On April 2, the reading fell to 8. In February, it reached 5, marking the lowest point since the Terra-Luna collapse that erased $40 billion in June 2022. The fear has persisted for 46 consecutive days now. The previous instance of such prolonged negativity occurred following the collapse of FTX in November 2022. Each of those past fear extremes—COVID in March 2020, the China mining ban in May 2021, and the Terra-Luna implosion—ultimately served as a buy signal. Prices bounced back within months on each occasion. What sets 2026 apart from all previous bitcoin crashes is the presence of spot ETFs. They were absent during all of those previous moments of fear. Indeed, ETFs have just seen $87 million in net outflows, marking the sixth consecutive day of losses. However, institutional money remains firmly in place. Nobody is facing bankruptcy. No exchange has halted withdrawals. All stablecoins have maintained their peg successfully. That’s Bernstein’s key takeaway. The 25% decline observed since January occurred in the absence of any systemic failures. No protocol experienced a catastrophic failure. No contagion spread. In previous bear markets of this magnitude, there has always been a breaking point.

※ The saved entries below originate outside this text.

use crate::{commands::CommandError, message_utils::failure_message};
use anyhow::Result;
use poise::FrameworkError;
use tracing::{error, warn};

pub async fn handle<T: Send + Sync>(error: FrameworkError<'_, T, CommandError>) -> Result<()> {
    match error {
        FrameworkError::Setup { error, .. } => {
            error!("Error in user data setup: {:?}", error);
        }
        FrameworkError::EventHandler { error, event, .. } => error!(
            "User event handler encountered an error on {} event: {}",
            event.snake_case_name(),
            error
        ),
        FrameworkError::Command { ctx, error, .. } => {
            let error_msg = match error {
                CommandError::Expected(msg) => msg,
                CommandError::Unexpected(err) => {
                    error!(
                        "An unexpected error occured in command {}: {:?}",
                        ctx.command().name,
                        &err
                    );
                    format!("This command encountered an unexpected error:\n {err}")
                }
            };
            ctx.send(failure_message(error_msg).ephemeral(true)).await?;
        }
        FrameworkError::CommandPanic { ctx, payload, .. } => {
            // Not showing the payload to the user because it may contain sensitive info
            error!(
                "Command {} panicked with payload: {:?}",
                ctx.command().name,
                payload
            );
            ctx.send(
                failure_message("An unexpected internal error has occurred.").ephemeral(true),
            )
            .await?;
        }
        FrameworkError::ArgumentParse {
            ctx, input, error, ..
        } => {
            let usage = ctx.command().help_text.as_ref().map_or(
                "Please check the help menu for usage information.",
                |help_text| &**help_text,
            );
            let response = input.map_or_else(
                || format!("**{error}**\n{usage}"),
                |input| format!("**Cannot parse `{input}` as argument: {error}**\n{usage}"),
            );
            ctx.send(failure_message(response).ephemeral(true)).await?;
        }
        FrameworkError::CommandStructureMismatch {
            ctx, description, ..
        } => {
            error!(
                "Failed to deserialize interaction arguments for `/{}`: {}",
                ctx.command.name, description,
            );
        }
        FrameworkError::CooldownHit {
            remaining_cooldown,
            ctx,
            ..
        } => {
            let msg = format!(
                "You're too fast. Please wait {} seconds before retrying.",
                remaining_cooldown.as_secs()
            );
            ctx.send(failure_message(msg).ephemeral(true)).await?;
        }
        FrameworkError::MissingBotPermissions {
            missing_permissions,
            ctx,
            ..
        } => {
            let msg = format!(
                "Command cannot be executed because the bot is lacking permissions: {missing_permissions}",
            );
            ctx.send(failure_message(msg).ephemeral(true)).await?;
        }
        FrameworkError::MissingUserPermissions {
            missing_permissions,
            ctx,
            ..
        } => {
            let response = missing_permissions.map_or_else(
                || {
                    format!(
                        "You may be lacking permissions for `/{}`. This command cannot be executed for safety.",
                        ctx.command().name,
                    )
                },
                |missing_permissions| {
                    format!(
                        "You're lacking permissions for `/{}`: {}",
                        ctx.command().name,
                        missing_permissions,
                    )
                },
            );
            ctx.send(failure_message(response).ephemeral(true)).await?;
        }
        FrameworkError::NotAnOwner { ctx, .. } => {
            ctx.send(failure_message("Only bot owners can call this command.").ephemeral(true))
                .await?;
        }
        FrameworkError::GuildOnly { ctx, .. } => {
            ctx.send(failure_message("You cannot run this command in DMs.").ephemeral(true))
                .await?;
        }
        FrameworkError::UnknownInteraction { interaction, .. } => {
            warn!("Received unknown interaction \"{}\"", interaction.data.name);
        }
        _ => {}
    }
    Ok(())
}
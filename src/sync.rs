//! Periodic push of the JSON store into a remote Postgres mirror.
//!
//! The mirror is an off-site backup, never the source of truth: the bot
//! reads nothing back from it, and a failed push is logged and retried on
//! the next tick.

use crate::store::{now_epoch, MemberRecord, Store};
use entities::{backup_history, member, prelude::*};
use migration::{Migrator, MigratorTrait};
use sea_orm::{
    ActiveValue::{NotSet, Set},
    DatabaseConnection, DbErr, EntityTrait,
};
use sea_query::OnConflict;
use std::sync::Arc;
use std::time::Duration;
use tokio::time;
use tracing::{error, info};

// 15 columns per row; stays well under the Postgres bind parameter limit.
const INSERT_CHUNK: usize = 1000;

pub async fn run(store: Arc<Store>, url: String, interval: Duration) {
    let db = match sea_orm::Database::connect(&url).await {
        Ok(db) => db,
        Err(err) => {
            error!("mirror database unavailable, remote sync disabled: {err}");
            return;
        }
    };
    if let Err(err) = Migrator::up(&db, None).await {
        error!("mirror migration failed, remote sync disabled: {err}");
        return;
    }
    info!("remote sync task started");
    loop {
        time::sleep(interval).await;
        match sync_once(&db, &store).await {
            Ok((guilds, members)) => {
                info!("mirrored {members} member(s) across {guilds} guild(s)");
            }
            Err(err) => error!("remote sync failed: {err}"),
        }
    }
}

#[allow(clippy::cast_possible_wrap)]
fn member_row(guild: u64, id: u64, record: &MemberRecord) -> member::ActiveModel {
    member::ActiveModel {
        guild: Set(guild as i64),
        member: Set(id as i64),
        xp: Set(record.xp as i64),
        gmp: Set(record.gmp),
        rank: Set(record.rank.clone()),
        messages_sent: Set(record.messages_sent as i64),
        voice_minutes: Set(record.voice_minutes as i64),
        reactions_given: Set(record.reactions_given as i64),
        reactions_received: Set(record.reactions_received as i64),
        tactical_words_used: Set(record.tactical_words_used as i64),
        total_tactical_words: Set(record.total_tactical_words as i64),
        last_daily: Set(record.last_daily.clone()),
        daily_streak: Set(record.daily_streak as i32),
        last_message_time: Set(record.last_message_time.unwrap_or(0) as i64),
        verified: Set(record.verified),
    }
}

async fn sync_once(db: &DatabaseConnection, store: &Store) -> Result<(usize, usize), DbErr> {
    let snapshot = store.snapshot().await;
    let rows: Vec<member::ActiveModel> = snapshot
        .guilds
        .iter()
        .flat_map(|(guild, members)| {
            members
                .iter()
                .map(|(id, record)| member_row(*guild, *id, record))
        })
        .collect();
    let member_count = rows.len();
    let guild_count = snapshot.guilds.len();

    for chunk in rows.chunks(INSERT_CHUNK) {
        Member::insert_many(chunk.to_vec())
            .on_conflict(
                OnConflict::columns([member::Column::Guild, member::Column::Member])
                    .update_columns([
                        member::Column::Xp,
                        member::Column::Gmp,
                        member::Column::Rank,
                        member::Column::MessagesSent,
                        member::Column::VoiceMinutes,
                        member::Column::ReactionsGiven,
                        member::Column::ReactionsReceived,
                        member::Column::TacticalWordsUsed,
                        member::Column::TotalTacticalWords,
                        member::Column::LastDaily,
                        member::Column::DailyStreak,
                        member::Column::LastMessageTime,
                        member::Column::Verified,
                    ])
                    .to_owned(),
            )
            .exec_without_returning(db)
            .await?;
    }

    #[allow(clippy::cast_possible_wrap, clippy::cast_possible_truncation)]
    let audit = backup_history::ActiveModel {
        id: NotSet,
        synced_at: Set(now_epoch() as i64),
        guild_count: Set(guild_count as i32),
        member_count: Set(member_count as i32),
        status: Set(String::from("success")),
    };
    BackupHistory::insert(audit).exec_without_returning(db).await?;
    Ok((guild_count, member_count))
}

#[cfg(test)]
mod tests {
    use super::*;

    #[test]
    fn member_row_preserves_counters() {
        let record = MemberRecord {
            xp: 4200,
            gmp: 1337,
            messages_sent: 99,
            total_tactical_words: 12,
            daily_streak: 4,
            verified: true,
            ..MemberRecord::default()
        };
        let row = member_row(5, 7, &record);
        assert_eq!(row.guild, Set(5));
        assert_eq!(row.member, Set(7));
        assert_eq!(row.xp, Set(4200));
        assert_eq!(row.gmp, Set(1337));
        assert_eq!(row.messages_sent, Set(99));
        assert_eq!(row.total_tactical_words, Set(12));
        assert_eq!(row.daily_streak, Set(4));
        assert_eq!(row.verified, Set(true));
    }
}
use thiserror::Error;

#[derive(Debug, Error)]
pub enum FlowError {
    // Graph errors
    #[error("Invalid flow: {0}")]
    Validation(#[from] ValidationError),

    #[error("Invalid flow format: {0}")]
    InvalidFlow(String),

    #[error("Agent not found: {0}")]
    AgentNotFound(String),

    #[error("Illegal connection: {0}")]
    IllegalConnection(String),

    // Completion errors
    #[error("{message}")]
    Upstream { status: Option<u16>, message: String },

    #[error("Completion transport failed: {0}")]
    Transport(String),

    #[error("Completion stream decode error: {0}")]
    Decode(String),

    // Execution errors
    #[error("Agent timed out after {0:?}")]
    Timeout(std::time::Duration),

    #[error("Run cancelled")]
    Cancelled,

    // Config errors
    #[error("Config error: {0}")]
    Config(String),

    #[error("Config file not found: {0}")]
    ConfigNotFound(String),

    // I/O errors
    #[error("I/O error: {0}")]
    Io(#[from] std::io::Error),

    // JSON errors
    #[error("JSON error: {0}")]
    Json(#[from] serde_json::Error),
}

impl FlowError {
    /// Build an upstream failure, falling back to a generic message when the
    /// service did not provide one.
    pub fn upstream(status: Option<u16>, message: Option<String>) -> Self {
        Self::Upstream {
            status,
            message: message
                .filter(|m| !m.trim().is_empty())
                .unwrap_or_else(|| "API call failed".to_string()),
        }
    }
}

/// Reasons a flow is structurally unexecutable.
#[derive(Debug, Clone, PartialEq, Error)]
pub enum ValidationError {
    #[error("Flow must have exactly one Start node")]
    MissingEntry,

    #[error("Flow can only have one Start node")]
    MultipleEntries,

    #[error("Node id {id} is used more than once")]
    DuplicateNode { id: String },

    #[error("Flow must have at least one Agent node")]
    NoAgents,

    #[error("Start node must connect to at least one Agent node")]
    EntryNotConnected,

    #[error("Edge {edge} references unknown node {node}")]
    DanglingEdge { edge: String, node: String },

    #[error("Edge {edge} connects {source_kind} → {target_kind}, which is not allowed")]
    IllegalEdge {
        edge: String,
        source_kind: String,
        target_kind: String,
    },

    #[error("Agent {agent} has invalid settings: {reason}")]
    InvalidAgent { agent: String, reason: String },
}

pub type Result<T> = std::result::Result<T, FlowError>;

#[cfg(test)]
mod tests {
    use super::*;

    #[test]
    fn test_upstream_message_fallback() {
        let err = FlowError::upstream(Some(500), None);
        assert_eq!(err.to_string(), "API call failed");

        let err = FlowError::upstream(Some(401), Some("   ".into()));
        assert_eq!(err.to_string(), "API call failed");

        let err = FlowError::upstream(Some(429), Some("Rate limit reached".into()));
        assert_eq!(err.to_string(), "Rate limit reached");
    }

    #[test]
    fn test_validation_error_wraps() {
        let err: FlowError = ValidationError::MissingEntry.into();
        assert!(err.to_string().contains("Start node"));
    }
}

The Federal Reserve convenes on April 28-29. Currently, Bitcoin’s correlation with the Nasdaq stands at 0.71, indicating that any unexpected hawkish developments could have significant implications. For McGlone’s $10,000 prediction to materialize, bitcoin would have to plummet 85% from its current position. Despite the harsh downturn in 2022, which saw prices plummet from $69,000 to $15,500, the market only experienced a 77% loss. For Bernstein’s $150,000 target to be realized, bitcoin must see a doubling in value. That necessitates a resurgence of risk appetite following a harsh beginning to April. The market’s fear gauge indicates that McGlone’s assessment is accurate. History indicates that he is likely mistaken.